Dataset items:

..........

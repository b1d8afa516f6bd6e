//! Pagination collectors
//!
//! Each collector drives one paginated endpoint to exhaustion with its
//! own local cursor and returns a fresh result container; no cursor
//! state is shared between loops. Any malformed page aborts the whole
//! collection with the error from the graph layer.

use crate::graph::{BlockedList, GraphApi, GraphError, ListView, MemberRecord, Result};
use tracing::info;

/// Page size requested when fetching list members
pub const MEMBER_PAGE_LIMIT: u32 = 100;

/// Page size requested when fetching follows
pub const FOLLOW_PAGE_LIMIT: u32 = 100;

/// The account's moderation lists, in discovery order
#[derive(Debug, Clone, Default)]
pub struct ModerationLists {
    /// Every blocked and muted list (blocked first)
    pub all: Vec<ListView>,
    /// The blocked subset: exactly the lists whose blocks get lifted
    /// and restored. Mute state is never touched.
    pub blocked: Vec<BlockedList>,
}

/// Whether a page's cursor continues the pagination
///
/// Servers signal the final page with an absent or empty cursor.
fn continues(cursor: Option<String>) -> Option<String> {
    cursor.filter(|c| !c.is_empty())
}

/// Collect the account's blocked and muted moderation lists
///
/// Blocked lists additionally populate [`ModerationLists::blocked`];
/// a blocked list whose viewer state carries no block-record URI
/// cannot be lifted and restored, so it fails the collection.
pub async fn collect_moderation_lists(api: &dyn GraphApi) -> Result<ModerationLists> {
    let mut all = Vec::new();
    let mut blocked = Vec::new();

    let mut cursor: Option<String> = None;
    loop {
        let page = api.list_blocks(cursor.take()).await?;
        for list in &page.lists {
            let block_uri = list
                .viewer
                .as_ref()
                .and_then(|v| v.blocked.clone())
                .ok_or_else(|| GraphError::MissingBlockRecord {
                    list: list.uri.clone(),
                })?;
            blocked.push(BlockedList {
                uri: list.uri.clone(),
                block_uri,
            });
        }
        all.extend(page.lists);
        match continues(page.cursor) {
            Some(c) => cursor = Some(c),
            None => break,
        }
    }
    info!(count = blocked.len(), "collected blocked lists");

    let mut cursor: Option<String> = None;
    loop {
        let page = api.list_mutes(cursor.take()).await?;
        all.extend(page.lists);
        match continues(page.cursor) {
            Some(c) => cursor = Some(c),
            None => break,
        }
    }
    info!(count = all.len(), "collected moderation lists");

    Ok(ModerationLists { all, blocked })
}

/// Collect the members of every given list into one flat sequence
///
/// Lists are processed in discovery order, each with a fresh cursor.
/// Duplicates across lists are kept; the reporter's keyed lookup makes
/// them harmless. Errors are scoped to the list whose fetch failed.
pub async fn collect_list_members(
    api: &dyn GraphApi,
    lists: &[ListView],
) -> Result<Vec<MemberRecord>> {
    let mut members = Vec::new();

    for list in lists {
        info!(list = %list.uri, name = %list.name, "fetching list members");
        let mut cursor: Option<String> = None;
        loop {
            let page = api
                .list_members(&list.uri, cursor.take(), MEMBER_PAGE_LIMIT)
                .await
                .map_err(|source| GraphError::ListScope {
                    list: list.uri.clone(),
                    source: Box::new(source),
                })?;
            members.extend(page.items.into_iter().map(|item| MemberRecord {
                did: item.subject.did,
                handle: item.subject.handle,
            }));
            match continues(page.cursor) {
                Some(c) => cursor = Some(c),
                None => break,
            }
        }
    }
    info!(count = members.len(), "collected list members");

    Ok(members)
}

/// Collect every account `actor` follows
pub async fn collect_follows(api: &dyn GraphApi, actor: &str) -> Result<Vec<MemberRecord>> {
    let mut follows = Vec::new();

    let mut cursor: Option<String> = None;
    loop {
        let page = api
            .get_follows(actor, cursor.take(), FOLLOW_PAGE_LIMIT)
            .await?;
        follows.extend(page.follows.into_iter().map(|profile| MemberRecord {
            did: profile.did,
            handle: profile.handle,
        }));
        match continues(page.cursor) {
            Some(c) => cursor = Some(c),
            None => break,
        }
    }
    info!(count = follows.len(), "collected follows");

    Ok(follows)
}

..........

• WORK TO BE COMPLETED: Working from the entries above, find every line in which the word "await" occurs and copy it.

• OUTPUT FOR THIS EXERCISE:
        let page = api.list_blocks(cursor.take()).await?;
        let page = api.list_mutes(cursor.take()).await?;
                .await
            .await?;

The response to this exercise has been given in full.